(DIRECTIONS FOR THIS TASK) In the data that follows, each entry is to be restated exactly.

(DATA TO USE)
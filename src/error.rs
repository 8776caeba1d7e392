//! Error types for the data-movement engine
//!
//! Defines the crate-wide error enum and small helpers for attaching path
//! context, mirroring the shape used throughout the rest of the engine.

use std::path::PathBuf;
use thiserror::Error;

/// Main error type for engine operations.
#[derive(Error, Debug)]
pub enum DmError {
    /// I/O error during file or journal operations.
    #[error("I/O error at '{path}': {source}")]
    Io {
        path: PathBuf,
        #[source]
        source: std::io::Error,
    },

    /// Destination already exists and the overwrite callback refused it.
    ///
    /// Externally this is treated as `Skipped`, not a fatal failure.
    #[error("refused to overwrite existing destination: {0}")]
    NotOverwriteExistingDestination(String),

    /// A user-supplied `validatePath` callback rejected the path.
    #[error("path validation failed for '{0}': {1}")]
    PathCustomValidationFailed(String, String),

    /// The `shouldTransfer` callback itself failed (not: returned false).
    #[error("shouldTransfer check failed for '{0}': {1}")]
    FailedCheckingShouldTransfer(String, String),

    /// Directory enumeration failed outright.
    #[error("failed to enumerate directory '{0}': {1}")]
    FailToEnumerateDirectory(String, String),

    /// Destination validation (type, existence, accessibility) failed.
    #[error("failed to validate destination '{0}': {1}")]
    FailToValidateDestination(String, String),

    /// No progress observed within the stall window during `Monitor`.
    #[error("transfer stuck: no progress for '{0}' within the stall window")]
    TransferStuck(String),

    /// A transfer with the same (source, destination) key is already active.
    #[error("transfer already exists for key {0}")]
    TransferAlreadyExists(String),

    /// Source and destination resolve to the same location.
    #[error("source and destination are the same location: {0}")]
    SourceAndDestinationLocationEqual(String),

    /// Source and destination blob types are incompatible for this transfer.
    #[error("source and destination blob types differ: {0} vs {1}")]
    SourceAndDestinationBlobTypeDifferent(String, String),

    /// The memory pool's configured ceiling was exceeded.
    #[error("out of memory: requested {requested} cells, ceiling is {ceiling}")]
    OutOfMemory { requested: usize, ceiling: usize },

    /// The stream journal's format version is incompatible with this build.
    #[error("journal version mismatch: found '{found}', expected '{expected}'")]
    JournalVersionMismatch { found: String, expected: String },

    /// The journal file is structurally corrupt (bad offsets, broken list).
    #[error("journal corrupt: {0}")]
    JournalCorrupt(String),

    /// A relative path exceeded the 1024-character enqueue limit.
    #[error("relative path exceeds 1024 characters: {0}")]
    RelativePathTooLong(String),

    /// Operation cancelled via a cancellation token.
    #[error("operation cancelled")]
    Cancelled,

    /// Hash/content verification failed.
    #[error("integrity check failed for '{path}': expected {expected}, got {actual}")]
    IntegrityMismatch {
        path: String,
        expected: String,
        actual: String,
    },

    /// Catch-all for collaborator or system faults that don't map onto a
    /// named protocol error kind.
    #[error("{0}")]
    UncategorizedException(String),

    /// Generic error with added context.
    #[error("{context}: {source}")]
    WithContext {
        context: String,
        #[source]
        source: Box<DmError>,
    },
}

impl DmError {
    /// Create an I/O error with path context.
    pub fn io(path: impl Into<PathBuf>, source: std::io::Error) -> Self {
        Self::Io {
            path: path.into(),
            source,
        }
    }

    /// Create an integrity mismatch error.
    pub fn integrity_mismatch(
        path: impl Into<String>,
        expected: impl Into<String>,
        actual: impl Into<String>,
    ) -> Self {
        Self::IntegrityMismatch {
            path: path.into(),
            expected: expected.into(),
            actual: actual.into(),
        }
    }

    /// Add context to an error.
    pub fn with_context(self, context: impl Into<String>) -> Self {
        Self::WithContext {
            context: context.into(),
            source: Box::new(self),
        }
    }

    /// Whether a retry policy should consider this error transient.
    ///
    /// This does not decide `Skipped` vs `Failed` classification for a
    /// transfer job — see `JobStatus` transitions in `transfer::single` for
    /// that — it only answers "is it worth trying the same chunk RPC again".
    pub fn is_recoverable(&self) -> bool {
        matches!(self, Self::Io { .. } | Self::UncategorizedException(_))
    }

    /// Whether external callers should classify this as a skip rather than a
    /// failure, per §4.5/§7 of the engine's transfer-state rules.
    pub fn is_skip_reason(&self) -> bool {
        matches!(
            self,
            Self::NotOverwriteExistingDestination(_) | Self::PathCustomValidationFailed(..)
        )
    }

    /// Whether this error must cancel sibling work in a directory transfer
    /// rather than merely failing the one file that raised it.
    pub fn cancels_siblings(&self) -> bool {
        matches!(
            self,
            Self::TransferStuck(_) | Self::FailedCheckingShouldTransfer(..)
        )
    }
}

/// Result type alias for engine operations.
pub type Result<T> = std::result::Result<T, DmError>;

impl From<std::io::Error> for DmError {
    fn from(err: std::io::Error) -> Self {
        DmError::Io {
            path: std::path::PathBuf::new(),
            source: err,
        }
    }
}

/// Extension trait for adding path context to `std::io::Result`.
pub trait IoResultExt<T> {
    /// Add path context to an I/O error.
    fn with_path(self, path: impl Into<PathBuf>) -> Result<T>;
}

impl<T> IoResultExt<T> for std::io::Result<T> {
    fn with_path(self, path: impl Into<PathBuf>) -> Result<T> {
        self.map_err(|e| DmError::io(path, e))
    }
}

#[cfg(test)]
mod tests {
    use super::*;

    #[test]
    fn io_error_carries_path() {
        let io_err = std::io::Error::new(std::io::ErrorKind::NotFound, "file not found");
        let err = DmError::io("/test/path", io_err);
        match err {
            DmError::Io { path, .. } => assert_eq!(path, PathBuf::from("/test/path")),
            _ => panic!("expected Io variant"),
        }
    }

    #[test]
    fn skip_reasons_are_classified() {
        let refused = DmError::NotOverwriteExistingDestination("blob".into());
        assert!(refused.is_skip_reason());
        assert!(!refused.cancels_siblings());

        let stuck = DmError::TransferStuck("blob".into());
        assert!(stuck.cancels_siblings());
        assert!(!stuck.is_skip_reason());
    }

    #[test]
    fn with_context_wraps_source() {
        let base = DmError::UncategorizedException("boom".into());
        let wrapped = base.with_context("while uploading");
        assert_eq!(wrapped.to_string(), "while uploading: boom");
    }
}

(RESPONSE)
filename src/error.rs
repository 8776caeba1d7e392
//! Error types for the data-movement engine
//!
//! Defines the crate-wide error enum and small helpers for attaching path
//! context, mirroring the shape used throughout the rest of the engine.

use std::path::PathBuf;
use thiserror::Error;

/// Main error type for engine operations.
#[derive(Error, Debug)]
pub enum DmError {
    /// I/O error during file or journal operations.
    #[error("I/O error at '{path}': {source}")]
    Io {
        path: PathBuf,
        #[source]
        source: std::io::Error,
    },

    /// Destination already exists and the overwrite callback refused it.
    ///
    /// Externally this is treated as `Skipped`, not a fatal failure.
    #[error("refused to overwrite existing destination: {0}")]
    NotOverwriteExistingDestination(String),

    /// A user-supplied `validatePath` callback rejected the path.
    #[error("path validation failed for '{0}': {1}")]
    PathCustomValidationFailed(String, String),

    /// The `shouldTransfer` callback itself failed (not: returned false).
    #[error("shouldTransfer check failed for '{0}': {1}")]
    FailedCheckingShouldTransfer(String, String),

    /// Directory enumeration failed outright.
    #[error("failed to enumerate directory '{0}': {1}")]
    FailToEnumerateDirectory(String, String),

    /// Destination validation (type, existence, accessibility) failed.
    #[error("failed to validate destination '{0}': {1}")]
    FailToValidateDestination(String, String),

    /// No progress observed within the stall window during `Monitor`.
    #[error("transfer stuck: no progress for '{0}' within the stall window")]
    TransferStuck(String),

    /// A transfer with the same (source, destination) key is already active.
    #[error("transfer already exists for key {0}")]
    TransferAlreadyExists(String),

    /// Source and destination resolve to the same location.
    #[error("source and destination are the same location: {0}")]
    SourceAndDestinationLocationEqual(String),

    /// Source and destination blob types are incompatible for this transfer.
    #[error("source and destination blob types differ: {0} vs {1}")]
    SourceAndDestinationBlobTypeDifferent(String, String),

    /// The memory pool's configured ceiling was exceeded.
    #[error("out of memory: requested {requested} cells, ceiling is {ceiling}")]
    OutOfMemory { requested: usize, ceiling: usize },

    /// The stream journal's format version is incompatible with this build.
    #[error("journal version mismatch: found '{found}', expected '{expected}'")]
    JournalVersionMismatch { found: String, expected: String },

    /// The journal file is structurally corrupt (bad offsets, broken list).
    #[error("journal corrupt: {0}")]
    JournalCorrupt(String),

    /// A relative path exceeded the 1024-character enqueue limit.
    #[error("relative path exceeds 1024 characters: {0}")]
    RelativePathTooLong(String),

    /// Operation cancelled via a cancellation token.
    #[error("operation cancelled")]
    Cancelled,

    /// Hash/content verification failed.
    #[error("integrity check failed for '{path}': expected {expected}, got {actual}")]
    IntegrityMismatch {
        path: String,
        expected: String,
        actual: String,
    },

    /// Catch-all for collaborator or system faults that don't map onto a
    /// named protocol error kind.
    #[error("{0}")]
    UncategorizedException(String),

    /// Generic error with added context.
    #[error("{context}: {source}")]
    WithContext {
        context: String,
        #[source]
        source: Box<DmError>,
    },
}

impl DmError {
    /// Create an I/O error with path context.
    pub fn io(path: impl Into<PathBuf>, source: std::io::Error) -> Self {
        Self::Io {
            path: path.into(),
            source,
        }
    }

    /// Create an integrity mismatch error.
    pub fn integrity_mismatch(
        path: impl Into<String>,
        expected: impl Into<String>,
        actual: impl Into<String>,
    ) -> Self {
        Self::IntegrityMismatch {
            path: path.into(),
            expected: expected.into(),
            actual: actual.into(),
        }
    }

    /// Add context to an error.
    pub fn with_context(self, context: impl Into<String>) -> Self {
        Self::WithContext {
            context: context.into(),
            source: Box::new(self),
        }
    }

    /// Whether a retry policy should consider this error transient.
    ///
    /// This does not decide `Skipped` vs `Failed` classification for a
    /// transfer job — see `JobStatus` transitions in `transfer::single` for
    /// that — it only answers "is it worth trying the same chunk RPC again".
    pub fn is_recoverable(&self) -> bool {
        matches!(self, Self::Io { .. } | Self::UncategorizedException(_))
    }

    /// Whether external callers should classify this as a skip rather than a
    /// failure, per §4.5/§7 of the engine's transfer-state rules.
    pub fn is_skip_reason(&self) -> bool {
        matches!(
            self,
            Self::NotOverwriteExistingDestination(_) | Self::PathCustomValidationFailed(..)
        )
    }

    /// Whether this error must cancel sibling work in a directory transfer
    /// rather than merely failing the one file that raised it.
    pub fn cancels_siblings(&self) -> bool {
        matches!(
            self,
            Self::TransferStuck(_) | Self::FailedCheckingShouldTransfer(..)
        )
    }
}

/// Result type alias for engine operations.
pub type Result<T> = std::result::Result<T, DmError>;

impl From<std::io::Error> for DmError {
    fn from(err: std::io::Error) -> Self {
        DmError::Io {
            path: std::path::PathBuf::new(),
            source: err,
        }
    }
}

/// Extension trait for adding path context to `std::io::Result`.
pub trait IoResultExt<T> {
    /// Add path context to an I/O error.
    fn with_path(self, path: impl Into<PathBuf>) -> Result<T>;
}

impl<T> IoResultExt<T> for std::io::Result<T> {
    fn with_path(self, path: impl Into<PathBuf>) -> Result<T> {
        self.map_err(|e| DmError::io(path, e))
    }
}

#[cfg(test)]
mod tests {
    use super::*;

    #[test]
    fn io_error_carries_path() {
        let io_err = std::io::Error::new(std::io::ErrorKind::NotFound, "file not found");
        let err = DmError::io("/test/path", io_err);
        match err {
            DmError::Io { path, .. } => assert_eq!(path, PathBuf::from("/test/path")),
            _ => panic!("expected Io variant"),
        }
    }

    #[test]
    fn skip_reasons_are_classified() {
        let refused = DmError::NotOverwriteExistingDestination("blob".into());
        assert!(refused.is_skip_reason());
        assert!(!refused.cancels_siblings());

        let stuck = DmError::TransferStuck("blob".into());
        assert!(stuck.cancels_siblings());
        assert!(!stuck.is_skip_reason());
    }

    #[test]
    fn with_context_wraps_source() {
        let base = DmError::UncategorizedException("boom".into());
        let wrapped = base.with_context("while uploading");
        assert_eq!(wrapped.to_string(), "while uploading: boom");
    }
}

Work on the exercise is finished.